Martín de Murúa, O. de M., (c. 1525 in Gipuzkoa, Spain – c. 1618 in Spain) was a Basque Mercedarian friar and chronicler of the Spanish conquest of the Americas. He is primarily known for his work Historia general del Piru (written c. 1580-1616), which is considered the earliest illustrated history of Peru.

==Murúa's career in Peru==
Murúa volunteered to serve in the missions of New Spain, where he was sent by his superiors and arrived in Peru in the early 1580s. He is known to have lived in the Curahuasi Valley around that period. He later traveled throughout the Viceroyalty of Peru as a missionary, serving in the proximities of Lake Titicaca and Cuzco, where he came to know some features of the inhabitants of the former Inca Empire well. From about 1595 to 1601 his residence was at the Mercedarian Monastery of St. John Lateran in Arequipa.

In addition to his missionary work, Murúa gathered data to write a history of the Andean past. He was assisted in his translation of the date from the Quechua language by a native Inca nobleman Felipe Guamán Poma de Ayala (also known as Guamán Poma), who provided over 100 illustrations of great historical significance for the work, but who was later highly critical of Murúa's depiction of Inca history in his own writings.

In 1611, Murúa made the decision to return to Spain. He chose, however, not to take the usual route, by way of Panama. Instead, he traveled across the Amazon Forest, crossing the Andes, arriving in La Plata (today Sucre). After a lengthy stay, from there he went on to Potosí and then to the Tucumán region. All along the way, he took the opportunity to have the local religious and government authorities review his work for comment and correction. He eventually passed through Córdoba and arrived in Buenos Aires, from which he set sail for Spain in 1615.

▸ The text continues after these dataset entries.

//! Execution records - per-node state for a single run

use super::value::OutputBundle;
use crate::error::EngineError;
use chrono::{DateTime, Utc};
use serde::{Deserialize, Serialize};
use std::collections::HashMap;
use std::fmt;

/// Node lifecycle: pending -> running -> completed | error
#[derive(Debug, Clone, Copy, PartialEq, Eq, Serialize, Deserialize)]
#[serde(rename_all = "snake_case")]
pub enum NodeStatus {
    Pending,
    Running,
    Completed,
    Error,
}

impl Default for NodeStatus {
    fn default() -> Self {
        Self::Pending
    }
}

impl NodeStatus {
    /// Transitions only move forward and are never revisited
    pub fn can_transition_to(&self, next: NodeStatus) -> bool {
        matches!(
            (self, next),
            (Self::Pending, Self::Running)
                | (Self::Running, Self::Completed)
                | (Self::Running, Self::Error)
        )
    }

    pub fn is_terminal(&self) -> bool {
        matches!(self, Self::Completed | Self::Error)
    }
}

impl fmt::Display for NodeStatus {
    fn fmt(&self, f: &mut fmt::Formatter<'_>) -> fmt::Result {
        match self {
            Self::Pending => write!(f, "pending"),
            Self::Running => write!(f, "running"),
            Self::Completed => write!(f, "completed"),
            Self::Error => write!(f, "error"),
        }
    }
}

/// State of one node within one run
#[derive(Debug, Clone, PartialEq, Serialize, Deserialize)]
pub struct ExecutionRecord {
    pub node_id: String,
    pub status: NodeStatus,
    pub output: Option<OutputBundle>,
    pub error: Option<String>,
    pub started_at: Option<DateTime<Utc>>,
    pub finished_at: Option<DateTime<Utc>>,
}

impl ExecutionRecord {
    fn new(node_id: String) -> Self {
        Self {
            node_id,
            status: NodeStatus::Pending,
            output: None,
            error: None,
            started_at: None,
            finished_at: None,
        }
    }
}

/// The record set for one run. Owned by the execution controller, which is
/// the only writer.
#[derive(Debug, Clone, Default)]
pub struct ExecutionRecords {
    order: Vec<String>,
    records: HashMap<String, ExecutionRecord>,
}

impl ExecutionRecords {
    /// Create all records as pending
    pub fn new<I, S>(node_ids: I) -> Self
    where
        I: IntoIterator<Item = S>,
        S: Into<String>,
    {
        let mut order = Vec::new();
        let mut records = HashMap::new();
        for id in node_ids {
            let id = id.into();
            records.insert(id.clone(), ExecutionRecord::new(id.clone()));
            order.push(id);
        }
        Self { order, records }
    }

    pub fn get(&self, node_id: &str) -> Option<&ExecutionRecord> {
        self.records.get(node_id)
    }

    pub fn status(&self, node_id: &str) -> Option<NodeStatus> {
        self.records.get(node_id).map(|r| r.status)
    }

    /// Mark a pending node as running
    pub fn start(&mut self, node_id: &str) -> Result<(), EngineError> {
        let record = self.transition(node_id, NodeStatus::Running)?;
        record.started_at = Some(Utc::now());
        Ok(())
    }

    /// Store the output of a running node
    pub fn complete(&mut self, node_id: &str, output: OutputBundle) -> Result<(), EngineError> {
        let record = self.transition(node_id, NodeStatus::Completed)?;
        record.output = Some(output);
        record.finished_at = Some(Utc::now());
        Ok(())
    }

    /// Store the error of a running node
    pub fn fail(&mut self, node_id: &str, error: impl Into<String>) -> Result<(), EngineError> {
        let record = self.transition(node_id, NodeStatus::Error)?;
        record.error = Some(error.into());
        record.finished_at = Some(Utc::now());
        Ok(())
    }

    /// Node IDs currently running, in record order
    pub fn running(&self) -> Vec<String> {
        self.with_status(NodeStatus::Running)
    }

    pub fn with_status(&self, status: NodeStatus) -> Vec<String> {
        self.order
            .iter()
            .filter(|id| self.status(id) == Some(status))
            .cloned()
            .collect()
    }

    pub fn all_completed(&self) -> bool {
        self.records
            .values()
            .all(|r| r.status == NodeStatus::Completed)
    }

    /// Consume the set, yielding records in creation order
    pub fn into_vec(mut self) -> Vec<ExecutionRecord> {
        self.order
            .iter()
            .filter_map(|id| self.records.remove(id))
            .collect()
    }

    fn transition(
        &mut self,
        node_id: &str,
        next: NodeStatus,
    ) -> Result<&mut ExecutionRecord, EngineError> {
        let record = self
            .records
            .get_mut(node_id)
            .ok_or_else(|| EngineError::InvalidTransition {
                node_id: node_id.to_string(),
                from: "missing".to_string(),
                to: next.to_string(),
            })?;

        if !record.status.can_transition_to(next) {
            return Err(EngineError::InvalidTransition {
                node_id: node_id.to_string(),
                from: record.status.to_string(),
                to: next.to_string(),
            });
        }

        record.status = next;
        Ok(record)
    }
}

The following year, while living in Madrid, Murúa received the necessary authorizations from both his Order and the king to publish his chronicle, entitled Historia general del Piru. The work covers Peru's pre-Columbian and early Spanish colonial history. In his Historia, Murúa wrote of the presence of a number of mythological creatures in South America, such as Amazons and giants, which gave rise to the names of many geographical landmarks of the continent.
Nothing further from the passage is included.